How Good is your Employee Termination Policy?
A former employee of Baltimore Substance Abuse Systems Inc. compromised his boss’ computer during a presentation and replaced some of the content with pornographic material. It is customary to have policies in place that require terminated employees to be escorted out of the building by either a security officer or member of upper level administration.
However, when it comes of terminating employees, this case highlights the importance of having a solid corporate termination policy. The actions of this former employee embarrass the company during a presentation but what if he would have deleted business critical data and trashed the backups? Or copied the business critical data (i.e. financial data, client credit card data or employees’ information) and sold it to the highest bidder?
It is important to have a policy for limiting access to corporate technical resources after an employee has been terminated.
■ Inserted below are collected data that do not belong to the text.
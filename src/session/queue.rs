//! Prompt queue and submission history.
//!
//! The queue holds prompts typed while the session was busy and hands them
//! out strictly first-in first-out. History records what was actually
//! submitted, in submission order, and supports up/down recall with the
//! in-progress draft preserved.

use std::collections::VecDeque;

/// FIFO of prompts waiting for the session to go idle.
#[derive(Debug, Clone, Default, PartialEq, Eq)]
pub struct PromptQueue {
    items: VecDeque<String>,
}

impl PromptQueue {
    pub fn new() -> Self {
        Self::default()
    }

    pub fn push(&mut self, prompt: impl Into<String>) {
        self.items.push_back(prompt.into());
    }

    /// Remove and return the oldest prompt.
    pub fn pop_front(&mut self) -> Option<String> {
        self.items.pop_front()
    }

    /// Replace the prompt at `index` in place. Out of range is a no-op.
    pub fn replace(&mut self, index: usize, prompt: impl Into<String>) -> bool {
        match self.items.get_mut(index) {
            Some(slot) => {
                *slot = prompt.into();
                true
            }
            None => false,
        }
    }

    pub fn remove(&mut self, index: usize) -> Option<String> {
        self.items.remove(index)
    }

    pub fn get(&self, index: usize) -> Option<&str> {
        self.items.get(index).map(String::as_str)
    }

    pub fn len(&self) -> usize {
        self.items.len()
    }

    pub fn is_empty(&self) -> bool {
        self.items.is_empty()
    }

    pub fn iter(&self) -> impl Iterator<Item = &str> {
        self.items.iter().map(String::as_str)
    }
}

/// Submitted prompts plus the recall cursor.
#[derive(Debug, Clone, Default, PartialEq, Eq)]
pub struct PromptHistory {
    entries: Vec<String>,
    /// `None` while not browsing.
    index: Option<usize>,
    saved_draft: String,
}

impl PromptHistory {
    pub fn new() -> Self {
        Self::default()
    }

    /// Record one submission. Resets any in-progress browsing.
    pub fn push(&mut self, entry: impl Into<String>) {
        self.entries.push(entry.into());
        self.reset_navigation();
    }

    pub fn entries(&self) -> &[String] {
        &self.entries
    }

    pub fn len(&self) -> usize {
        self.entries.len()
    }

    pub fn is_empty(&self) -> bool {
        self.entries.is_empty()
    }

    pub fn index(&self) -> Option<usize> {
        self.index
    }

    pub fn is_browsing(&self) -> bool {
        self.index.is_some()
    }

    /// Step toward older entries, saving `draft` when browsing starts.
    ///
    /// Returns the entry to show, or `None` when there is nothing to recall.
    pub fn previous(&mut self, draft: &str) -> Option<&str> {
        if self.entries.is_empty() {
            return None;
        }
        let idx = match self.index {
            Some(idx) => idx.saturating_sub(1),
            None => {
                self.saved_draft = draft.to_string();
                self.entries.len() - 1
            }
        };
        self.index = Some(idx);
        self.entries.get(idx).map(String::as_str)
    }

    /// Step toward newer entries. Past the newest, the saved draft comes back
    /// and browsing ends. Returns `None` when not browsing.
    pub fn next(&mut self) -> Option<String> {
        let idx = self.index?;
        if idx + 1 < self.entries.len() {
            self.index = Some(idx + 1);
            return self.entries.get(idx + 1).cloned();
        }
        self.index = None;
        Some(std::mem::take(&mut self.saved_draft))
    }

    /// Stop browsing without touching the editor.
    pub fn reset_navigation(&mut self) {
        self.index = None;
        self.saved_draft.clear();
    }
}

#[cfg(test)]
mod tests {
    use super::*;

    #[test]
    fn queue_is_fifo() {
        let mut queue = PromptQueue::new();
        for p in ["a", "b", "c"] {
            queue.push(p);
        }
        assert_eq!(queue.iter().collect::<Vec<_>>(), ["a", "b", "c"]);
        assert_eq!(queue.pop_front().as_deref(), Some("a"));
        assert_eq!(queue.pop_front().as_deref(), Some("b"));
        assert_eq!(queue.len(), 1);
    }

    #[test]
    fn replace_in_place_keeps_order() {
        let mut queue = PromptQueue::new();
        queue.push("a");
        queue.push("b");
        assert!(queue.replace(1, "B"));
        assert!(!queue.replace(5, "x"));
        assert_eq!(queue.iter().collect::<Vec<_>>(), ["a", "B"]);
        assert_eq!(queue.remove(0).as_deref(), Some("a"));
        assert_eq!(queue.remove(3), None);
    }

    #[test]
    fn previous_clamps_at_oldest_and_saves_draft() {
        let mut history = PromptHistory::new();
        history.push("one");
        history.push("two");
        assert_eq!(history.previous("draft"), Some("two"));
        assert_eq!(history.previous("ignored"), Some("one"));
        assert_eq!(history.previous("ignored"), Some("one"));
        assert_eq!(history.index(), Some(0));
        assert_eq!(history.next().as_deref(), Some("two"));
        assert_eq!(history.next().as_deref(), Some("draft"));
        assert!(!history.is_browsing());
        assert_eq!(history.next(), None);
    }

    #[test]
    fn previous_on_empty_history_is_noop() {
        let mut history = PromptHistory::new();
        assert_eq!(history.previous("draft"), None);
        assert!(!history.is_browsing());
    }

    #[test]
    fn push_resets_browsing() {
        let mut history = PromptHistory::new();
        history.push("one");
        history.previous("d");
        history.push("two");
        assert!(!history.is_browsing());
        assert_eq!(history.entries(), ["one", "two"]);
    }

    #[cfg(feature = "fuzz-tests")]
    mod fuzz {
        use super::*;
        use proptest::prelude::*;

        proptest! {
            #[test]
            fn drain_order_matches_enqueue_order(prompts in proptest::collection::vec("[a-z]{1,8}", 0..32)) {
                let mut queue = PromptQueue::new();
                for p in &prompts {
                    queue.push(p.clone());
                }
                let drained = std::iter::from_fn(|| queue.pop_front()).collect::<Vec<_>>();
                prop_assert_eq!(drained, prompts);
            }
        }
    }
}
Some basic step include: disabling user account(s), changing or locking all the passwords the former employee had access to, disabling corporate e-mail access and locking down access to their personal workstation.
An email from HR using a pre-configured template to all key stakeholders with a mean of reporting back to HR, confirming the work has been completed, would help prevent this kind of malicious activity. Of course, the account(s) should be monitored to detect potential unauthorized access. Do you have similar horror story to share?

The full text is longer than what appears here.